= About this task =
Print the first line of the records below and every line after it, up to and including the line with "static RE: OnceLock<Regex>". Print nothing else.

[[ Listed entries, beginning ]]

//! Per-virtual-user variable bindings and `${name}` placeholder substitution.

use std::collections::BTreeMap;
use std::sync::OnceLock;

use regex::{Captures, Regex};

/// Matches `${name}` placeholders. Names are word characters, dots and dashes.
fn placeholder_regex() -> &'static Regex {
    static RE: OnceLock<Regex> = OnceLock::new();
    RE.get_or_init(|| Regex::new(r"\$\{([A-Za-z0-9_.\-]+)\}").expect("placeholder regex is valid"))
}

/// Returns `true` if `input` contains at least one `${name}` placeholder.
pub fn has_placeholders(input: &str) -> bool {
    placeholder_regex().is_match(input)
}

/// Variable bindings owned by a single virtual user.
///
/// Seeded from the plan's user-defined variables when the VU starts and
/// mutated only by that VU's extractors, so no locking is involved.
#[derive(Debug, Clone, Default, PartialEq, Eq)]
pub struct VariableScope {
    vars: BTreeMap<String, String>,
}

impl VariableScope {
    /// Creates an empty scope.
    pub fn new() -> Self {
        Self::default()
    }

    /// Creates a scope seeded with a copy of `vars`.
    pub fn seeded(vars: &BTreeMap<String, String>) -> Self {
        Self { vars: vars.clone() }
    }

    /// Binds `name` to `value`, replacing any previous binding.
    pub fn set(&mut self, name: impl Into<String>, value: impl Into<String>) {
        self.vars.insert(name.into(), value.into());
    }

    pub fn get(&self, name: &str) -> Option<&str> {
        self.vars.get(name).map(String::as_str)
    }

    pub fn len(&self) -> usize {
        self.vars.len()
    }

    pub fn is_empty(&self) -> bool {
        self.vars.is_empty()
    }

    /// Replaces every `${name}` in `input` with its bound value.
    ///
    /// Placeholders with no binding are left as written, so a request that
    /// depends on a failed extraction is still sent and visibly wrong in the
    /// results log.
    pub fn resolve(&self, input: &str) -> String {
        if !input.contains("${") {
            return input.to_owned();
        }
        placeholder_regex()
            .replace_all(input, |caps: &Captures<'_>| match self.vars.get(&caps[1]) {
                Some(value) => value.clone(),
                None => caps[0].to_owned(),
            })
            .into_owned()
    }
}

#[cfg(test)]
mod tests {
    use super::*;

    #[test]
    fn test_resolve_known_variable() {
        let mut scope = VariableScope::new();
        scope.set("host", "example.com");
        assert_eq!(scope.resolve("https://${host}/a"), "https://example.com/a");
    }

    #[test]
    fn test_resolve_multiple_and_repeated() {
        let mut scope = VariableScope::new();
        scope.set("a", "1");
        scope.set("b", "2");
        assert_eq!(scope.resolve("${a}-${b}-${a}"), "1-2-1");
    }

    #[test]
    fn test_resolve_unknown_left_untouched() {
        let scope = VariableScope::new();
        assert_eq!(scope.resolve("/items/${id}"), "/items/${id}");
    }

    #[test]
    fn test_resolve_without_placeholders_is_identity() {
        let scope = VariableScope::new();
        assert_eq!(scope.resolve("/plain/path?q=$x"), "/plain/path?q=$x");
    }

    #[test]
    fn test_seeded_copies_plan_variables() {
        let mut vars = BTreeMap::new();
        vars.insert("user".to_string(), "alice".to_string());
        let mut scope = VariableScope::seeded(&vars);
        scope.set("user", "bob");
        assert_eq!(scope.get("user"), Some("bob"));
        assert_eq!(vars["user"], "alice");
    }

    #[test]
    fn test_has_placeholders() {
        assert!(has_placeholders("/a/${b}"));
        assert!(!has_placeholders("/a/$b"));
        assert!(!has_placeholders("/a/${}"));
    }
}
use crate::util::ihash;

/// Picks the shard a key is routed to, in `[0, n_shards)`.
///
/// Stable across processes and machines: every map task routes a given key to
/// the same shard, so a reduce task only has to read one shard index from each
/// map task's output.
///
/// Panics if `n_shards` is zero.
pub fn select_shard(key: &str, n_shards: usize) -> usize {
    assert!(n_shards > 0, "n_shards must be > 0");
    ihash(key) as usize % n_shards
}
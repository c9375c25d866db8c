use std::io;
use std::path::{Path, PathBuf};

use tokio::fs::File;
use tokio::io::{AsyncWriteExt as _, BufWriter};

use super::codec::encode_record;
use super::naming::{shard_file_path, valid_job_name};
use super::shard::select_shard;
use super::{KeyValue, MapFn, MapTaskError};

/// One map task: a single input partition routed into `n_shards` intermediate files.
#[derive(Debug, Clone)]
pub struct MapTask {
    pub job_name: String,
    pub task_index: usize,
    pub input: PathBuf,
    pub n_shards: usize,
    pub output_dir: PathBuf,
}

#[derive(Debug, Clone, PartialEq, Eq)]
pub struct ShardOutput {
    pub shard: usize,
    pub path: PathBuf,
    pub records: usize,
}

#[derive(Debug, Clone, PartialEq, Eq)]
pub struct MapTaskOutput {
    pub job_name: String,
    pub task_index: usize,
    pub outputs: Vec<ShardOutput>,
}

impl MapTaskOutput {
    pub fn total_records(&self) -> usize {
        self.outputs.iter().map(|o| o.records).sum()
    }
}

struct ShardWriter {
    shard: usize,
    path: PathBuf,
    out: BufWriter<File>,
    records: usize,
}

impl MapTask {
    pub fn new(
        job_name: impl Into<String>,
        task_index: usize,
        input: impl Into<PathBuf>,
        n_shards: usize,
    ) -> Self {
        MapTask {
            job_name: job_name.into(),
            task_index,
            input: input.into(),
            n_shards,
            output_dir: PathBuf::from("."),
        }
    }

    pub fn with_output_dir(mut self, dir: impl Into<PathBuf>) -> Self {
        self.output_dir = dir.into();
        self
    }

    pub fn shard_path(&self, shard: usize) -> PathBuf {
        shard_file_path(&self.output_dir, &self.job_name, self.task_index, shard)
    }

    /// Reads the input, runs `mapf` over it once and writes every record to
    /// the shard file picked by its key. Shard files from an earlier run of the
    /// same task are overwritten.
    ///
    /// On error, shard files already created are flushed and left on disk;
    /// they must not be treated as valid output.
    pub async fn run<M>(&self, mapf: &M) -> Result<MapTaskOutput, MapTaskError>
    where
        M: MapFn + ?Sized,
    {
        log::info!(
            "map task {}#{}: input = {}, n_shards = {}",
            self.job_name,
            self.task_index,
            self.input.display(),
            self.n_shards
        );
        let res = self.run_inner(mapf).await;
        match &res {
            Ok(out) => log::info!(
                "map task {}#{}: wrote {} records to {} shards",
                self.job_name,
                self.task_index,
                out.total_records(),
                out.outputs.len()
            ),
            Err(e) => log::error!("{}", e),
        }
        res
    }

    async fn run_inner<M>(&self, mapf: &M) -> Result<MapTaskOutput, MapTaskError>
    where
        M: MapFn + ?Sized,
    {
        if !valid_job_name(&self.job_name) {
            return Err(MapTaskError::InvalidJobName {
                job: self.job_name.clone(),
            });
        }
        if self.n_shards == 0 {
            return Err(MapTaskError::InvalidShardCount {
                job: self.job_name.clone(),
                task: self.task_index,
            });
        }

        let raw = tokio::fs::read(&self.input)
            .await
            .map_err(|source| MapTaskError::InputRead {
                job: self.job_name.clone(),
                task: self.task_index,
                path: self.input.clone(),
                source,
            })?;
        log::debug!(
            "map task {}#{}: read {} bytes from {}",
            self.job_name,
            self.task_index,
            raw.len(),
            self.input.display()
        );
        // invalid UTF-8 sequences become U+FFFD
        let contents = String::from_utf8_lossy(&raw);

        let kvs = mapf.map(&self.input.to_string_lossy(), &contents);

        let mut writers = self.create_shards().await?;
        let written = self.write_records(&mut writers, &kvs).await;
        // flush everything even when a write failed; the write error wins
        let closed = self.close_shards(&mut writers).await;
        written?;
        closed?;

        Ok(MapTaskOutput {
            job_name: self.job_name.clone(),
            task_index: self.task_index,
            outputs: writers
                .into_iter()
                .map(|w| ShardOutput {
                    shard: w.shard,
                    path: w.path,
                    records: w.records,
                })
                .collect(),
        })
    }

    async fn create_shards(&self) -> Result<Vec<ShardWriter>, MapTaskError> {
        let mut writers = Vec::with_capacity(self.n_shards);
        for shard in 0..self.n_shards {
            let path = self.shard_path(shard);
            let file = File::create(&path).await.map_err(|source| MapTaskError::ShardCreate {
                job: self.job_name.clone(),
                task: self.task_index,
                shard,
                path: path.clone(),
                source,
            })?;
            log::debug!(
                "map task {}#{}: created {}",
                self.job_name,
                self.task_index,
                path.display()
            );
            writers.push(ShardWriter {
                shard,
                path,
                out: BufWriter::new(file),
                records: 0,
            });
        }
        Ok(writers)
    }

    async fn write_records(
        &self,
        writers: &mut [ShardWriter],
        kvs: &[KeyValue],
    ) -> Result<(), MapTaskError> {
        for kv in kvs {
            let w = &mut writers[select_shard(&kv.key, self.n_shards)];
            let res = match encode_record(kv) {
                Ok(buf) => w.out.write_all(&buf).await,
                Err(e) => Err(io::Error::from(e)),
            };
            res.map_err(|source| self.write_error(w.shard, &w.path, source))?;
            w.records += 1;
        }
        Ok(())
    }

    async fn close_shards(&self, writers: &mut [ShardWriter]) -> Result<(), MapTaskError> {
        let mut first_err = None;
        for w in writers.iter_mut() {
            if let Err(source) = w.out.shutdown().await {
                log::warn!(
                    "map task {}#{}: closing {} failed: {}",
                    self.job_name,
                    self.task_index,
                    w.path.display(),
                    source
                );
                if first_err.is_none() {
                    first_err = Some(self.write_error(w.shard, &w.path, source));
                }
            }
        }
        match first_err {
            Some(e) => Err(e),
            None => Ok(()),
        }
    }

    fn write_error(&self, shard: usize, path: &Path, source: io::Error) -> MapTaskError {
        MapTaskError::ShardWrite {
            job: self.job_name.clone(),
            task: self.task_index,
            shard,
            path: path.to_path_buf(),
            source,
        }
    }
}

/// Runs map task `map_task` of `job_name` over `in_file`, writing its
/// `n_reduce` shard files to the current directory.
pub async fn do_map<M>(
    job_name: &str,
    map_task: usize,
    in_file: impl AsRef<Path>,
    n_reduce: usize,
    mapf: &M,
) -> Result<MapTaskOutput, MapTaskError>
where
    M: MapFn + ?Sized,
{
    MapTask::new(job_name, map_task, in_file.as_ref(), n_reduce)
        .run(mapf)
        .await
}
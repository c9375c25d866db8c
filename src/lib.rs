//! Map side of a MapReduce job: runs one map task over one input partition
//! and routes its output into per-reduce intermediate files.

pub mod mr;
pub mod mrapps;
pub mod util;
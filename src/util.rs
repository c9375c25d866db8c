// hash function

const FNV32_OFFSET_BASIS: u32 = 0x811c_9dc5;
const FNV32_PRIME: u32 = 0x0100_0193;

/// 32-bit FNV-1a over the raw bytes of `key`, with the sign bit cleared.
pub fn ihash(key: &str) -> u32 {
    let mut h = FNV32_OFFSET_BASIS;
    for b in key.as_bytes() {
        h ^= *b as u32;
        h = h.wrapping_mul(FNV32_PRIME);
    }
    h & 0x7fff_ffff
}
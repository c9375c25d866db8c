use std::path::PathBuf;

use clap::Parser;
use mrmap::mr::MapTask;
use tracing_subscriber::EnvFilter;

#[derive(Parser)]
#[command(name = "mrmap", about = "Run one map task and write its shard files")]
struct Args {
    /// map application (wc, indexer)
    app: String,
    /// input partition
    input_file: PathBuf,
    #[arg(long, default_value = "mr")]
    job: String,
    #[arg(long, default_value_t = 0)]
    task: usize,
    /// number of reduce tasks that will consume the output
    #[arg(long, default_value_t = 8)]
    shards: usize,
    #[arg(long, default_value = ".")]
    out_dir: PathBuf,
}

#[tokio::main]
async fn main() -> Result<(), anyhow::Error> {
    tracing_subscriber::fmt()
        .with_env_filter(EnvFilter::from_default_env())
        .init();
    let args = Args::parse();

    let app = mrmap::mrapps::get_app(&args.app)?;
    let task = MapTask::new(args.job, args.task, args.input_file, args.shards)
        .with_output_dir(args.out_dir);
    let output = task.run(app.as_ref()).await?;

    for shard in &output.outputs {
        println!("{}\t{}\t{}", shard.shard, shard.records, shard.path.display());
    }
    Ok(())
}
use std::collections::BTreeSet;

use crate::mr::KeyValue;

/// Inverted index: one `(word, filename)` per distinct word in the document.
pub fn map(filename: &str, contents: &str) -> Vec<KeyValue> {
    let words: BTreeSet<&str> = contents
        .split(|c: char| !c.is_alphabetic())
        .filter(|w| !w.is_empty())
        .collect();
    words.into_iter().map(|w| KeyValue::new(w, filename)).collect()
}
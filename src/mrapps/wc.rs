use crate::mr::KeyValue;

/// Word count: one `(word, "1")` per run of alphabetic characters.
pub fn map(_filename: &str, contents: &str) -> Vec<KeyValue> {
    let mut res = vec![];
    let mut buf = String::new();
    for c in contents.chars() {
        if c.is_alphabetic() {
            buf.push(c);
        } else if !buf.is_empty() {
            res.push(KeyValue::new(std::mem::take(&mut buf), "1"));
        }
    }
    if !buf.is_empty() {
        res.push(KeyValue::new(buf, "1"));
    }
    res
}
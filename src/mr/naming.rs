use std::path::{Path, PathBuf};

/// Name of the intermediate file written by map task `map_task` for shard `shard`.
pub fn shard_file_name(job_name: &str, map_task: usize, shard: usize) -> String {
    format!("mrtmp.{}-{}-{}", job_name, map_task, shard)
}

pub fn shard_file_path(dir: &Path, job_name: &str, map_task: usize, shard: usize) -> PathBuf {
    dir.join(shard_file_name(job_name, map_task, shard))
}

/// All intermediate files the reduce task for `shard` has to read, one per map task.
pub fn shard_files_for(dir: &Path, job_name: &str, n_map: usize, shard: usize) -> Vec<PathBuf> {
    (0..n_map)
        .map(|map_task| shard_file_path(dir, job_name, map_task, shard))
        .collect()
}

/// Job names end up inside file names, so they must be a single path component.
pub(crate) fn valid_job_name(job_name: &str) -> bool {
    !job_name.is_empty()
        && job_name != "."
        && job_name != ".."
        && !job_name.contains(['/', '\\', '\0'])
}
use std::io;
use std::path::{Path, PathBuf};

use thiserror::Error;

/// Failure of a whole map task. None of these are retried by the executor;
/// whoever scheduled the task decides whether to run it again.
#[derive(Error, Debug)]
pub enum MapTaskError {
    #[error("map task {job}#{task}: cannot read input {}: {source}", .path.display())]
    InputRead {
        job: String,
        task: usize,
        path: PathBuf,
        #[source]
        source: io::Error,
    },

    #[error("map task {job}#{task}: cannot create shard {shard} file {}: {source}", .path.display())]
    ShardCreate {
        job: String,
        task: usize,
        shard: usize,
        path: PathBuf,
        #[source]
        source: io::Error,
    },

    #[error("map task {job}#{task}: cannot write shard {shard} file {}: {source}", .path.display())]
    ShardWrite {
        job: String,
        task: usize,
        shard: usize,
        path: PathBuf,
        #[source]
        source: io::Error,
    },

    #[error("map task {job}#{task}: shard count must be positive")]
    InvalidShardCount { job: String, task: usize },

    #[error("invalid job name {job:?}: must be a single non-empty path component")]
    InvalidJobName { job: String },
}

impl MapTaskError {
    /// Path of the file involved, if any.
    pub fn path(&self) -> Option<&Path> {
        match self {
            MapTaskError::InputRead { path, .. }
            | MapTaskError::ShardCreate { path, .. }
            | MapTaskError::ShardWrite { path, .. } => Some(path.as_path()),
            _ => None,
        }
    }
}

[[ Listed entries, end ]]

= Your solution =
//! Per-virtual-user variable bindings and `${name}` placeholder substitution.

use std::collections::BTreeMap;
use std::sync::OnceLock;

use regex::{Captures, Regex};

/// Matches `${name}` placeholders. Names are word characters, dots and dashes.
fn placeholder_regex() -> &'static Regex {
    static RE: OnceLock<Regex> = OnceLock::new();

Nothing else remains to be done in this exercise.